Il n’y avait pas de témoins. Il demanda, dévisageant ses tarses, métatarses et calcanéums :

« Est-ce que c’est vous qui m’avez fait faire ça ? »

Et son pied gauche, dans les poils de la moquette, dessina un « OUI » clair et net !

« Vous étiez en colère parce que j’ai dit… j’ai laissé entendre que… vous êtes bêtes ?

Pied droit, cette fois.

« OUI »

Il ne leur manquait même pas la parole.

Yves était au pied du mur et réfléchit rapidement. La situation était grave. Il s’était cru maître de son propre corps, toutefois il réalisait brusquement que les choses n’étaient pas aussi simples. Certes, il s’agissait de ses pieds à lui, cependant ils avaient des revendications, et les moyens de les imposer. Il s’imagina accompagnant ses enfants à l’école, ou à un rendez-vous important, ou marchant au bord de l’eau, conduisant une voiture, faisant la queue, montant des escaliers… et d’un coup, sans prévenir, ses pieds prendraient des initiatives, décideraient au pied levé de se promener ailleurs, de tourner, d’accélérer, de sauter, de…

Yves se retrouvait pieds et poings liés. Il fallait avoir les pieds sur terre et admettre qu’il était préférable de céder. Après tout, les revendications de ses panards, bien qu’ils ne les eussent pas exprimées, étaient évidentes, légitimes et peu contraignantes. Il suffisait pour Yves de ne plus employer la fameuse petite phrase qui les fâchait de si fâcheuse façon.
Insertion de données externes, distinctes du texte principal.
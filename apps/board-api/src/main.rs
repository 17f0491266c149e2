use board_api::{AppState, config::Config, create_app};
use core_lib::{
    Cache, IdeaRepository, TenantRepository,
    adapters::{
        InMemoryCache, InMemoryIdeaRepository, InMemoryTenantRepository, MIGRATOR, PostgresIdeaRepository,
        PostgresTenantRepository,
    },
    domain::{
        tenant::Tenant,
        user::{Role, User},
    },
};
use dotenvy::dotenv;
use i18n::LocaleStore;
use sqlx::postgres::PgPoolOptions;
use std::error::Error;
use std::sync::Arc;
use tokio::net::TcpListener;
use tracing::{error, info, warn};
use tracing_subscriber::{EnvFilter, FmtSubscriber};

type BoxError = Box<dyn Error + Send + Sync>;

// Postgres adapters when DATABASE_URL is set, in-memory ones otherwise
async fn build_repositories(
    config: &Config,
) -> Result<(Arc<dyn IdeaRepository>, Arc<dyn TenantRepository>), BoxError> {
    match &config.database_url {
        Some(url) => {
            let pool = PgPoolOptions::new().max_connections(5).connect(url).await?;
            info!("Connected to Postgres");

            info!("Applying database migrations...");
            MIGRATOR.run(&pool).await?;
            info!("Migrations applied successfully.");

            Ok((
                Arc::new(PostgresIdeaRepository::new(pool.clone())),
                Arc::new(PostgresTenantRepository::new(pool)),
            ))
        }
        None => {
            warn!("DATABASE_URL not set, using in-memory storage");
            let ideas = InMemoryIdeaRepository::default();
            let tenants = InMemoryTenantRepository::default();
            seed_demo_tenant(&ideas, &tenants);
            Ok((Arc::new(ideas), Arc::new(tenants)))
        }
    }
}

fn seed_demo_tenant(ideas: &InMemoryIdeaRepository, tenants: &InMemoryTenantRepository) {
    let tenant = Tenant {
        id: 1,
        name: "Demonstration".to_string(),
        subdomain: "demo".to_string(),
        ..Default::default()
    };
    let admin = User {
        id: 1,
        name: "Jon Snow".to_string(),
        email: "jon.snow@got.com".to_string(),
        role: Role::Administrator,
        ..Default::default()
    };
    ideas.add_user(tenant.id, &admin);
    info!("Seeded in-memory tenant '{}'", tenant.subdomain);
    tenants.add(tenant);
}

async fn run() -> Result<(), BoxError> {
    let config = Config::from_env()?;
    info!("Environment: {:?}", config.environment);

    let locales = LocaleStore::new(&config.default_locale, config.is_production())?;
    locales.preload()?;

    let (ideas, tenants) = build_repositories(&config).await?;
    let sessions: Arc<dyn Cache> = Arc::new(InMemoryCache::new(10_000, config.session_ttl_seconds));

    let bind_addr = config.bind_addr;
    let app_state = AppState {
        ideas,
        tenants,
        sessions,
        locales: Arc::new(locales),
        config: Arc::new(config),
    };
    let app = create_app(app_state);

    let listener = TcpListener::bind(bind_addr).await?;
    info!("Board API listening on {}", bind_addr);
    axum::serve(listener, app.into_make_service()).await?;
    Ok(())
}

#[tokio::main]
async fn main() {
    // Load environment (.env) if present
    dotenv().ok();

    let subscriber = FmtSubscriber::builder()
        .with_env_filter(EnvFilter::try_from_default_env().unwrap_or_else(|_| EnvFilter::new("info")))
        .finish();
    if let Err(e) = tracing::subscriber::set_global_default(subscriber) {
        eprintln!("Failed to install tracing subscriber: {e}");
    }

    info!("Starting Board API v{}...", env!("CARGO_PKG_VERSION"));
    if let Err(e) = run().await {
        error!("Board API stopped: {}", e);
        std::process::exit(1);
    }
}
use crate::domain::tenant::Tenant;
use crate::{CoreError, TenantRepository};
use async_trait::async_trait;
use dashmap::DashMap;
use std::sync::Arc;

/// In-memory implementation of the TenantRepository port.
#[derive(Debug, Clone, Default)]
pub struct InMemoryTenantRepository {
    // Tenant ID -> Tenant
    tenants: Arc<DashMap<i32, Tenant>>,
}

impl InMemoryTenantRepository {
    pub fn add(&self, tenant: Tenant) {
        self.tenants.insert(tenant.id, tenant);
    }

    fn find(&self, predicate: impl Fn(&Tenant) -> bool) -> Option<Tenant> {
        self.tenants
            .iter()
            .find(|entry| predicate(entry.value()))
            .map(|entry| entry.value().clone())
    }
}

#[async_trait]
impl TenantRepository for InMemoryTenantRepository {
    async fn get_by_subdomain(&self, subdomain: &str) -> Result<Tenant, CoreError> {
        self.find(|t| t.subdomain == subdomain)
            .ok_or_else(|| CoreError::NotFound(format!("tenant with subdomain '{subdomain}'")))
    }

    async fn get_by_cname(&self, cname: &str) -> Result<Tenant, CoreError> {
        if cname.is_empty() {
            return Err(CoreError::NotFound("tenant with empty cname".into()));
        }
        self.find(|t| t.cname == cname)
            .ok_or_else(|| CoreError::NotFound(format!("tenant with cname '{cname}'")))
    }
}

#[cfg(test)]
mod tests {
    use super::*;

    #[tokio::test]
    async fn test_lookup_by_subdomain_and_cname() {
        let repo = InMemoryTenantRepository::default();
        repo.add(Tenant {
            id: 1,
            name: "Demonstration".to_string(),
            subdomain: "demo".to_string(),
            cname: "feedback.demo.org".to_string(),
            ..Default::default()
        });
        repo.add(Tenant {
            id: 2,
            subdomain: "orange".to_string(),
            ..Default::default()
        });

        assert_eq!(repo.get_by_subdomain("demo").await.unwrap().id, 1);
        assert_eq!(repo.get_by_cname("feedback.demo.org").await.unwrap().id, 1);
        assert!(matches!(
            repo.get_by_subdomain("apple").await,
            Err(CoreError::NotFound(_))
        ));
        assert!(matches!(repo.get_by_cname("").await, Err(CoreError::NotFound(_))));
    }
}
use serde::{Deserialize, Serialize};
use std::fmt;
use std::str::FromStr;

// --- Roles ---

/// Authorization level attached to a user.
///
/// Checks are done by set membership (`allowed.contains(&role)`), never by
/// comparing roles as ranks.
#[derive(Debug, Clone, Copy, PartialEq, Eq, Hash, Default, Serialize, Deserialize)]
#[serde(rename_all = "lowercase")]
pub enum Role {
    #[default]
    Visitor,
    Member,
    Collaborator,
    Administrator,
}

impl Role {
    pub const ALL: [Role; 4] = [
        Role::Visitor,
        Role::Member,
        Role::Collaborator,
        Role::Administrator,
    ];

    pub fn as_str(&self) -> &'static str {
        match self {
            Role::Visitor => "visitor",
            Role::Member => "member",
            Role::Collaborator => "collaborator",
            Role::Administrator => "administrator",
        }
    }
}

impl fmt::Display for Role {
    fn fmt(&self, f: &mut fmt::Formatter<'_>) -> fmt::Result {
        f.write_str(self.as_str())
    }
}

#[derive(thiserror::Error, Debug, PartialEq, Eq)]
#[error("Invalid role: {0}")]
pub struct RoleParseError(pub String);

impl FromStr for Role {
    type Err = RoleParseError;

    fn from_str(s: &str) -> Result<Self, Self::Err> {
        Role::ALL
            .into_iter()
            .find(|role| role.as_str().eq_ignore_ascii_case(s))
            .ok_or_else(|| RoleParseError(s.to_string()))
    }
}

/// Account state, stored and serialized as its numeric code.
#[derive(Debug, Clone, Copy, PartialEq, Eq, Default, Serialize, Deserialize)]
#[serde(into = "i32", try_from = "i32")]
pub enum UserStatus {
    #[default]
    Active,
    Deleted,
    Blocked,
}

impl From<UserStatus> for i32 {
    fn from(status: UserStatus) -> Self {
        match status {
            UserStatus::Active => 1,
            UserStatus::Deleted => 2,
            UserStatus::Blocked => 3,
        }
    }
}

impl TryFrom<i32> for UserStatus {
    type Error = String;

    fn try_from(code: i32) -> Result<Self, Self::Error> {
        match code {
            1 => Ok(UserStatus::Active),
            2 => Ok(UserStatus::Deleted),
            3 => Ok(UserStatus::Blocked),
            other => Err(format!("unknown user status: {other}")),
        }
    }
}

#[derive(Debug, Clone, Copy, PartialEq, Eq, Default, Serialize, Deserialize)]
#[serde(into = "i32", try_from = "i32")]
pub enum AvatarType {
    #[default]
    Letter,
    Gravatar,
    Custom,
}

impl From<AvatarType> for i32 {
    fn from(avatar: AvatarType) -> Self {
        match avatar {
            AvatarType::Letter => 1,
            AvatarType::Gravatar => 2,
            AvatarType::Custom => 3,
        }
    }
}

impl TryFrom<i32> for AvatarType {
    type Error = String;

    fn try_from(code: i32) -> Result<Self, Self::Error> {
        match code {
            1 => Ok(AvatarType::Letter),
            2 => Ok(AvatarType::Gravatar),
            3 => Ok(AvatarType::Custom),
            other => Err(format!("unknown avatar type: {other}")),
        }
    }
}

// --- User ---

/// Relationship between a user and an external authentication provider.
#[derive(Debug, Clone, PartialEq, Eq, Serialize, Deserialize)]
pub struct UserProvider {
    pub name: String,
    pub uid: String,
}

/// A user inside a tenant.
#[derive(Debug, Clone, Default, PartialEq, Serialize, Deserialize)]
#[serde(rename_all = "camelCase")]
pub struct User {
    pub id: i32,
    pub name: String,
    #[serde(skip_serializing, default)]
    pub email: String,
    pub role: Role,
    pub status: UserStatus,
    #[serde(skip)]
    pub avatar_blob_key: String,
    #[serde(skip)]
    pub avatar_type: AvatarType,
    #[serde(rename = "avatarURL", default, skip_serializing_if = "String::is_empty")]
    pub avatar_url: String,
    #[serde(skip)]
    pub providers: Vec<UserProvider>,
}

impl User {
    /// True if the user has registered with the given provider.
    pub fn has_provider(&self, provider: &str) -> bool {
        self.providers.iter().any(|p| p.name == provider)
    }

    /// Collaborators and administrators have moderation permissions.
    pub fn is_collaborator(&self) -> bool {
        matches!(self.role, Role::Collaborator | Role::Administrator)
    }

    pub fn is_administrator(&self) -> bool {
        self.role == Role::Administrator
    }
}

/// Author fields copied onto an idea or comment when it is read.
///
/// This is a snapshot taken by the repository query, not a live reference to
/// the `users` row.
#[derive(Debug, Clone, Default, PartialEq, Eq, Serialize, Deserialize)]
pub struct UserSummary {
    pub id: i32,
    pub name: String,
    #[serde(skip_serializing, default)]
    pub email: String,
}

impl From<&User> for UserSummary {
    fn from(user: &User) -> Self {
        Self {
            id: user.id,
            name: user.name.clone(),
            email: user.email.clone(),
        }
    }
}
use super::user::UserSummary;
use chrono::{DateTime, Utc};
use serde::{Deserialize, Serialize};

/// A suggestion submitted to a tenant's board.
///
/// `id` is global; `number` is the tenant-local sequence shown in URLs.
#[derive(Debug, Clone, PartialEq, Serialize, Deserialize)]
#[serde(rename_all = "camelCase")]
pub struct Idea {
    pub id: i32,
    pub number: i32,
    pub title: String,
    pub description: String,
    pub created_on: DateTime<Utc>,
    pub user: UserSummary,
}

#[derive(Debug, Clone, PartialEq, Serialize, Deserialize)]
#[serde(rename_all = "camelCase")]
pub struct Comment {
    pub id: i32,
    pub content: String,
    pub created_on: DateTime<Utc>,
    pub user: UserSummary,
}
use axum::{
    Json,
    extract::{Extension, Path, State},
    http::StatusCode,
};
use serde::Deserialize;
use serde_json::{Value, json};
use tracing::info;

use crate::AppState;
use crate::application::ApplicationError;
use crate::application::middleware::{CurrentTenant, CurrentUser, RequestLocale};

#[derive(Deserialize, Debug)]
pub struct AddCommentDto {
    #[serde(default)]
    pub content: String,
}

// POST /api/ideas/{number}/comments
pub async fn handle_add_comment_request(
    State(app_state): State<AppState>,
    Extension(CurrentTenant(tenant)): Extension<CurrentTenant>,
    Extension(CurrentUser(user)): Extension<CurrentUser>,
    Extension(RequestLocale(locale)): Extension<RequestLocale>,
    Path(number): Path<i32>,
    Json(payload): Json<AddCommentDto>,
) -> Result<(StatusCode, Json<Value>), ApplicationError> {
    let content = payload.content.trim();
    if content.is_empty() {
        let message = app_state
            .locales
            .translate(Some(locale), "validation.comment.required")?;
        return Err(ApplicationError::validation(message));
    }

    // add_comment is keyed by idea id only; the lookup scopes it to the tenant
    let idea = app_state.ideas.get_idea_by_number(tenant.id, number).await?;
    let comment_id = app_state
        .ideas
        .add_comment(user.user_id, idea.id, content)
        .await?;
    info!("Comment {} added to idea #{} on tenant {}", comment_id, idea.number, tenant.id);

    Ok((StatusCode::CREATED, Json(json!({ "id": comment_id }))))
}
pub mod email_verification;
pub mod idea;
pub mod notification;
pub mod oauth;
pub mod tenant;
pub mod user;
use axum::{
    Json,
    extract::{Extension, Path, State},
};
use core_lib::domain::{idea::Idea, tenant::Tenant};
use serde_json::{Value, json};
use tracing::debug;

use crate::AppState;
use crate::application::ApplicationError;
use crate::application::middleware::{AuthenticatedUser, CurrentTenant, CurrentUser, RequestLocale};

// GET /api/ideas
pub async fn handle_list_ideas(
    State(app_state): State<AppState>,
    Extension(CurrentTenant(tenant)): Extension<CurrentTenant>,
    Extension(RequestLocale(locale)): Extension<RequestLocale>,
) -> Result<Json<Value>, ApplicationError> {
    let ideas = app_state.ideas.list_ideas(tenant.id).await?;
    debug!("Listing {} ideas of tenant {}", ideas.len(), tenant.id);

    let summary = app_state
        .locales
        .translate_with(Some(locale), "ideas.summary", &json!({ "count": ideas.len() }))?;
    Ok(Json(json!({ "summary": summary, "ideas": ideas })))
}

// GET /api/ideas/{number}
pub async fn handle_get_idea_by_number(
    State(app_state): State<AppState>,
    Extension(CurrentTenant(tenant)): Extension<CurrentTenant>,
    Path(number): Path<i32>,
) -> Result<Json<Idea>, ApplicationError> {
    let idea = app_state.ideas.get_idea_by_number(tenant.id, number).await?;
    Ok(Json(idea))
}

// GET /api/ideas/id/{id}
pub async fn handle_get_idea(
    State(app_state): State<AppState>,
    Extension(CurrentTenant(tenant)): Extension<CurrentTenant>,
    Path(idea_id): Path<i32>,
) -> Result<Json<Idea>, ApplicationError> {
    let idea = app_state.ideas.get_idea(tenant.id, idea_id).await?;
    Ok(Json(idea))
}

// GET /api/ideas/{number}/comments
pub async fn handle_list_comments(
    State(app_state): State<AppState>,
    Extension(CurrentTenant(tenant)): Extension<CurrentTenant>,
    Extension(RequestLocale(locale)): Extension<RequestLocale>,
    Path(number): Path<i32>,
) -> Result<Json<Value>, ApplicationError> {
    let idea = app_state.ideas.get_idea_by_number(tenant.id, number).await?;
    let comments = app_state.ideas.list_comments(tenant.id, idea.id).await?;

    let summary = app_state
        .locales
        .translate_with(Some(locale), "comments.summary", &json!({ "count": comments.len() }))?;
    Ok(Json(json!({ "summary": summary, "comments": comments })))
}

// GET /api/admin/tenant
pub async fn handle_get_tenant(Extension(CurrentTenant(tenant)): Extension<CurrentTenant>) -> Json<Tenant> {
    Json(tenant)
}

// GET /auth/session
pub async fn handle_get_session(
    State(app_state): State<AppState>,
    Extension(CurrentUser(user)): Extension<CurrentUser>,
    Extension(RequestLocale(locale)): Extension<RequestLocale>,
) -> Result<Json<Value>, ApplicationError> {
    let greeting = app_state.locales.translate_with(
        Some(locale),
        "session.greeting",
        &json!({ "role": user.role, "name": user.name }),
    )?;
    Ok(Json(json!({ "user": session_view(&user), "greeting": greeting })))
}

fn session_view(user: &AuthenticatedUser) -> Value {
    json!({
        "id": user.user_id,
        "tenantId": user.tenant_id,
        "name": user.name,
        "email": user.email,
        "role": user.role,
    })
}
Yves promit. Bien sûr, il avait tellement l’habitude de prononcer la remarque contrariante qu’il dut se surveiller, et qu’il faillit même commettre l’irréparable à plusieurs reprises. Toutefois il évita le pire et finit par perdre totalement cette regrettable manie. Son existence s’en trouva incontestablement améliorée.

Jusqu’au funeste jour où quelqu’un le complimenta sur les roses de son jardin, et où il répondit qu’il avait la main verte…


Commentaire

Bête comme tes pieds — 8 commentaires

  1. Merci Claude, grâce à toi je comprends bien des choses et je vais mieux contrôler mon langage. Si j’avais su, j’aurais arrêté plus vite de me traiter de cruche.

    • Hou la ! Il faut être très prudent avec ces trucs, et ne jamais se traiter de cruche, ni autre ustensile, animal ou assimilé. Les conséquences pourraient être graves.